Measuring and modeling deformations of topology-defined polymers using in situ scattering in a capillary rheometer
ORAL
Abstract
Applications of high molecular weight dilute polymers typically involve extreme shear rates that cause nonlinear deformations and chain scission. Although various microscopy methods have successfully resolved single-molecule deformations for specific biopolymer systems, these techniques are inaccessible to conventional, synthetic polymers undergoing deformation in high shear flows. We present new in situ small-angle neutron scattering measurements using a high-shear capillary rheometer to simultaneously characterize the microstructure and rheology of topologically complex polymers.
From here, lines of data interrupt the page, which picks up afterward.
//! Common utilities for Kubernetes resource generation
//!
//! This module provides shared functions and constants used across
//! all resource generators to ensure consistency and reduce duplication.

use std::collections::BTreeMap;
use std::net::Ipv4Addr;

use k8s_openapi::api::core::v1::{SecretVolumeSource, Volume, VolumeMount};
use k8s_openapi::apimachinery::pkg::apis::meta::v1::{LabelSelector, OwnerReference};
use kube::{Resource, ResourceExt};
use sha2::{Digest, Sha256};

use crate::controller::store::FIELD_MANAGER;
use crate::crd::Cluster;

/// Label carrying the owning Cluster name on every child object
pub const CLUSTER_LABEL: &str = "cluster";

/// Label carrying the child object name; together with [`CLUSTER_LABEL`] it forms the selector
pub const APP_LABEL: &str = "app";

/// Longest label value, and longest DNS-1123 label, the API server accepts
pub const MAX_LABEL_LEN: usize = 63;

/// Hex digits of the SHA-256 suffix used by [`bounded_name`]
const NAME_HASH_LEN: usize = 8;

/// `value` unchanged when it fits in `max` bytes. Longer values keep a prefix
/// and end in `-<hash>` of the whole value, so distinct inputs stay distinct
/// and the result still starts and ends alphanumeric.
pub fn bounded_name(value: &str, max: usize) -> String {
    if value.len() <= max {
        return value.to_string();
    }
    let digest = format!("{:x}", Sha256::digest(value.as_bytes()));
    let hash: String = digest.chars().take(NAME_HASH_LEN.min(max)).collect();
    let prefix: String = value
        .chars()
        .take(max.saturating_sub(NAME_HASH_LEN + 1))
        .collect();
    let prefix = prefix.trim_end_matches(|c: char| !c.is_ascii_alphanumeric());
    if prefix.is_empty() {
        hash
    } else {
        format!("{}-{}", prefix, hash)
    }
}

/// A Cluster name (or several joined) as a valid label value
pub fn label_value(value: &str) -> String {
    bounded_name(value, MAX_LABEL_LEN)
}

/// Generate a controller owner reference to `owner`
///
/// This ensures that child resources are garbage collected when the owner
/// is deleted.
pub fn owner_reference<K>(owner: &K) -> OwnerReference
where
    K: Resource<DynamicType = ()>,
{
    OwnerReference {
        api_version: K::api_version(&()).to_string(),
        kind: K::kind(&()).to_string(),
        name: owner.name_any(),
        uid: owner.meta().uid.clone().unwrap_or_default(),
        controller: Some(true),
        block_owner_deletion: Some(true),
    }
}

/// Labels selecting the pods of one child workload
pub fn selector_labels(cluster_name: &str, app: &str) -> BTreeMap<String, String> {
    BTreeMap::from([
        (CLUSTER_LABEL.to_string(), label_value(cluster_name)),
        (APP_LABEL.to_string(), label_value(app)),
    ])
}

/// Labels for all resources belonging to a Cluster
pub fn standard_labels(cluster_name: &str, app: &str) -> BTreeMap<String, String> {
    let mut labels = selector_labels(cluster_name, app);
    labels.insert(
        "app.kubernetes.io/managed-by".to_string(),
        FIELD_MANAGER.to_string(),
    );
    labels.insert(
        "app.kubernetes.io/part-of".to_string(),
        label_value(cluster_name),
    );
    labels
}

pub fn label_selector(cluster_name: &str, app: &str) -> LabelSelector {
    LabelSelector {
        match_labels: Some(selector_labels(cluster_name, app)),
        ..Default::default()
    }
}

/// Deterministic child object name: `<cluster>-<component>`
pub fn child_name(cluster: &Cluster, component: &str) -> String {
    format!("{}-{}", cluster.name_any(), component)
}

/// Names of the objects produced for (or by) a Cluster.
///
/// Everything is derived from the Cluster name so that two Clusters in the
/// same namespace never collide.
pub mod names {
    use super::child_name;
    use crate::crd::Cluster;

    pub fn admin_account(c: &Cluster) -> String {
        child_name(c, "admin")
    }
    pub fn init_job(c: &Cluster) -> String {
        child_name(c, "init")
    }
    pub fn etcd(c: &Cluster) -> String {
        child_name(c, "etcd")
    }
    pub fn etcd_client_service(c: &Cluster) -> String {
        child_name(c, "etcd-client")
    }
    pub fn apiserver(c: &Cluster) -> String {
        child_name(c, "apiserver")
    }
    pub fn controller_manager(c: &Cluster) -> String {
        child_name(c, "controller-manager")
    }
    pub fn scheduler(c: &Cluster) -> String {
        child_name(c, "scheduler")
    }
    pub fn client(c: &Cluster) -> String {
        child_name(c, "client")
    }
    pub fn install_post_job(c: &Cluster) -> String {
        child_name(c, "install-post")
    }

    // Secrets written by the init Job, not by the operator
    pub fn ca_pki(c: &Cluster) -> String {
        child_name(c, "ca-pki")
    }
    pub fn etcd_pki_client(c: &Cluster) -> String {
        child_name(c, "etcd-pki-client")
    }
    pub fn etcd_pki_server(c: &Cluster) -> String {
        child_name(c, "etcd-pki-server")
    }
    pub fn etcd_pki_peer(c: &Cluster) -> String {
        child_name(c, "etcd-pki-peer")
    }
    pub fn k8s_server(c: &Cluster) -> String {
        child_name(c, "k8s-server")
    }
    pub fn k8s_client(c: &Cluster) -> String {
        child_name(c, "k8s-client")
    }
    pub fn node_config(c: &Cluster) -> String {
        child_name(c, "node-config")
    }
    pub fn admin_config(c: &Cluster) -> String {
        child_name(c, "admin-config")
    }

    /// Admin kubeconfig secret name for a Cluster known only by name
    pub fn admin_config_for(cluster_name: &str) -> String {
        format!("{}-admin-config", cluster_name)
    }
}

/// Parse `a.b.c.d/n` into its address and prefix length
pub fn parse_ipv4_cidr(cidr: &str) -> Option<(Ipv4Addr, u8)> {
    let (addr, prefix) = cidr.split_once('/')?;
    let addr: Ipv4Addr = addr.parse().ok()?;
    let prefix: u8 = prefix.parse().ok()?;
    if prefix > 32 {
        return None;
    }
    Some((addr, prefix))
}

/// Address `step` positions after the base address of `cidr`
///
/// Used to derive the kubernetes Service IP (step 1) and the cluster DNS
/// address (step 2) from the service range. Returns an empty string for an
/// unparsable range so that renders stay total.
pub fn next_ip_in_range(cidr: &str, step: u32) -> String {
    match parse_ipv4_cidr(cidr) {
        Some((addr, _)) => Ipv4Addr::from(u32::from(addr).wrapping_add(step)).to_string(),
        None => String::new(),
    }
}

/// Volume backed by a Secret
pub fn secret_volume(name: &str, secret_name: &str) -> Volume {
    Volume {
        name: name.to_string(),
        secret: Some(SecretVolumeSource {
            secret_name: Some(secret_name.to_string()),
            ..Default::default()
        }),
        ..Default::default()
    }
}

pub fn read_only_mount(name: &str, mount_path: &str) -> VolumeMount {
    VolumeMount {
        name: name.to_string(),
        mount_path: mount_path.to_string(),
        read_only: Some(true),
        ..Default::default()
    }
}

/// PKI volumes shared by the control-plane workloads, keyed by volume name
pub fn pki_volumes(cluster: &Cluster) -> Vec<Volume> {
    let init = cluster
        .status
        .as_ref()
        .map(|s| s.init.clone())
        .unwrap_or_default();
    vec![
        secret_volume("ca-pki", &init.ca_pki_name),
        secret_volume("etcd-pki", &init.etcd_pki_client_name),
        secret_volume("k8s-server", &init.server_name),
        secret_volume("k8s-client", &init.client_name),
        secret_volume("nodeconfig", &init.node_config_name),
        secret_volume("adminconfig", &init.admin_config_name),
        secret_volume("k8s-config", &init.admin_config_name),
    ]
}

/// Pick the named volumes out of [`pki_volumes`], preserving the requested order
pub fn select_volumes(cluster: &Cluster, names: &[&str]) -> Vec<Volume> {
    let all = pki_volumes(cluster);
    names
        .iter()
        .filter_map(|n| all.iter().find(|v| v.name == *n).cloned())
        .collect()
}

/// Standard mount point of each PKI volume
pub fn pki_mount(name: &str) -> VolumeMount {
    let path = match name {
        "ca-pki" => "/pki/ca",
        "etcd-pki" => "/pki/etcd",
        "k8s-server" => "/pki/server",
        "k8s-client" => "/pki/client",
        "k8s-config" => "/pki/config",
        "nodeconfig" => "/home/node",
        "adminconfig" => "/home/admin",
        other => return read_only_mount(other, &format!("/pki/{}", other)),
    };
    read_only_mount(name, path)
}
The resulting scattering is interpreted using a new modeling framework, Gram-Charlier analysis of polymer scattering (G-CAPS), that fingerprints nonlinear deformations of polymers through non-Gaussian moments of the segment density distribution. The method is validated using synthetic data from Brownian dynamics simulations, and applied to capillary rheo-SANS measurements on a series of topology-controlled polymers in high shear rate flows to test the influence of chain topology and extensibility on non-Gaussian polymer deformations. We anticipate that capillary rheo-SANS in combination with G-CAPS will provide powerful new tools to understand and engineer the molecular rheology of polymer fluids.
*This work was primarily funded by the U.S. Department of Energy, Office of Science, Basic Energy Science under award numbers DE-SC0020988 and DE-SC0021294.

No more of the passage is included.